Madam Chair, today we're considering the so-called National Strategic and Critical Minerals Production Act of 2012. Now, despite the bill's title, it has almost nothing to do with national strategic and critical minerals production.
In fact, under the guise of promoting the development of minerals critical to the United States' national security, this legislation would reshape mining decisions on public lands for almost all minerals. You heard Mr. Markey talk about gravel and sand and other things that can fall under the definition here of critical minerals.
There's a list of problems with this bill that is long, and several of the amendments we'll consider today will attempt to address the egregious provisions that would truncate important environmental review.
Make no mistake, this is a giveaway. It is free mining, no royalties, no protection of public interest, exemption from royalty payments, near exemption from environmental regulations, near exemption from legal enforcement of the protections. And it's unnecessary.
Madam Chairman, the Natural Resources Committee has already reported out legislation, on a bipartisan basis, to lay the groundwork for developing critical and strategic mineral production. Nearly a year ago, July of 2011--yes, 12 months ago--the committee reported out H.R. 2011, on a bipartisan basis, the National Strategic and Critical Minerals Policy Act of 2011, by unanimous consent. That bill would improve our understanding of critical strategic mineral deposits and aid in their development.
That legislation is not only bipartisan, it's supported by the National Mining Association, for heaven's sake. The president and CEO of the National Mining Association, Hal Quinn, issued a statement when the bill was passed out of committee, saying, ``The House Natural Resources Committee took important bipartisan action today to ensure U.S. manufacturers, technology innovators, and our military have a more stable supply of minerals vital to the products they produce and use.''
He went on to say that legislation ``will provide a valuable assessment of
our current and future mineral demands and our ability to meet more of our needs through domestic minerals production.''
Yes, a year ago we reported out a bill, on a bipartisan basis, that would do what this legislation purports to do. Instead, we're taking up this legislation, which is a giveaway.

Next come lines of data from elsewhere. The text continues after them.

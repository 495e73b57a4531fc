use crate::evaluate::Outcome;
use crate::palette::{Color, Difficulty};

/// Durable, immutable outcome of one completed round.
#[derive(Clone, Debug, PartialEq)]
#[cfg_attr(feature = "serde", derive(serde::Serialize, serde::Deserialize))]
#[cfg_attr(feature = "serde", serde(rename_all = "camelCase"))]
pub struct GameRecord {
    /// Per-user sequence number, starting at 1.
    pub id: u32,
    pub difficulty: Difficulty,
    pub guessed_colors: Vec<Color>,
    pub target_colors: Vec<Color>,
    pub outcome_label: Outcome,
    /// Fraction of slots guessed correctly.
    pub round_win_rate: f64,
    pub score: u32,
}

impl GameRecord {
    pub fn is_win(&self) -> bool {
        self.outcome_label.is_win()
    }
}
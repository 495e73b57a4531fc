//! Builds the game session and config bundle used by front-ends.
use std::sync::Arc;

use anyhow::{Context, Result};
use game_core::AchievementRules;
use runtime::{BlobRepository, FileBlobRepository, GameSession};

use crate::config::ClientConfig;

/// Builder that assembles storage, rules, and configuration for clients.
pub struct SetupBuilder {
    config: ClientConfig,
    repository: Option<Arc<dyn BlobRepository>>,
    rules: Option<AchievementRules>,
}

impl SetupBuilder {
    pub fn new(config: ClientConfig) -> Self {
        Self {
            config,
            repository: None,
            rules: None,
        }
    }

    /// Provide a custom storage backend instead of the file store in `save_dir`.
    pub fn repository(mut self, repository: Arc<dyn BlobRepository>) -> Self {
        self.repository = Some(repository);
        self
    }

    /// Provide a custom achievement rule set.
    pub fn rules(mut self, rules: AchievementRules) -> Self {
        self.rules = Some(rules);
        self
    }

    pub fn build(self) -> Result<SessionSetup> {
        let repository = match self.repository {
            Some(repository) => repository,
            None => {
                let repo = FileBlobRepository::new(&self.config.save_dir).with_context(|| {
                    format!(
                        "Failed to open save directory: {}",
                        self.config.save_dir.display()
                    )
                })?;
                Arc::new(repo) as Arc<dyn BlobRepository>
            }
        };

        let mut builder = GameSession::builder()
            .config(self.config.session_config())
            .repository(repository);

        if let Some(rules) = self.rules {
            builder = builder.rules(rules);
        }

        let session = builder.build();
        tracing::info!(
            save_dir = %self.config.save_dir.display(),
            users = session.store().len(),
            "Session ready"
        );

        Ok(SessionSetup {
            config: self.config,
            session,
        })
    }
}

pub struct SessionSetup {
    pub config: ClientConfig,
    pub session: GameSession,
}
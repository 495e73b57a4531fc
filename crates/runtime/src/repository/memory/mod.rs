//! In-memory repository implementations for testing and development.

mod blob;

pub use blob::InMemoryBlobRepo;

The legislation we could be dealing with actually deals with strategic and critical minerals. If the majority were to bring it to the floor, I'm sure it would pass in an overwhelming, bipartisan way and would likely be passed by the other body and signed into law.
We should be able to work in this fashion when it comes to improving our supply of rare earths and other strategic minerals and ensuring that we're not dependent on China and other nations for their supply, but the majority is not interested, evidently, in working in a bipartisan fashion. Instead, they're moving this bill, H.R. 4402, which has almost nothing to do with strategic minerals and is really about giveaways to the mining industry. This bill is a Trojan horse and has no chance of becoming law.
Why are we playing these games? Why are, I should say, they playing these games with our need to develop strategic minerals? We should be working in the kind of fashion that led to last year's bill.
The majority should shelve this giveaway to the mining industry and bring up the other Critical Minerals Policy Act to the floor immediately.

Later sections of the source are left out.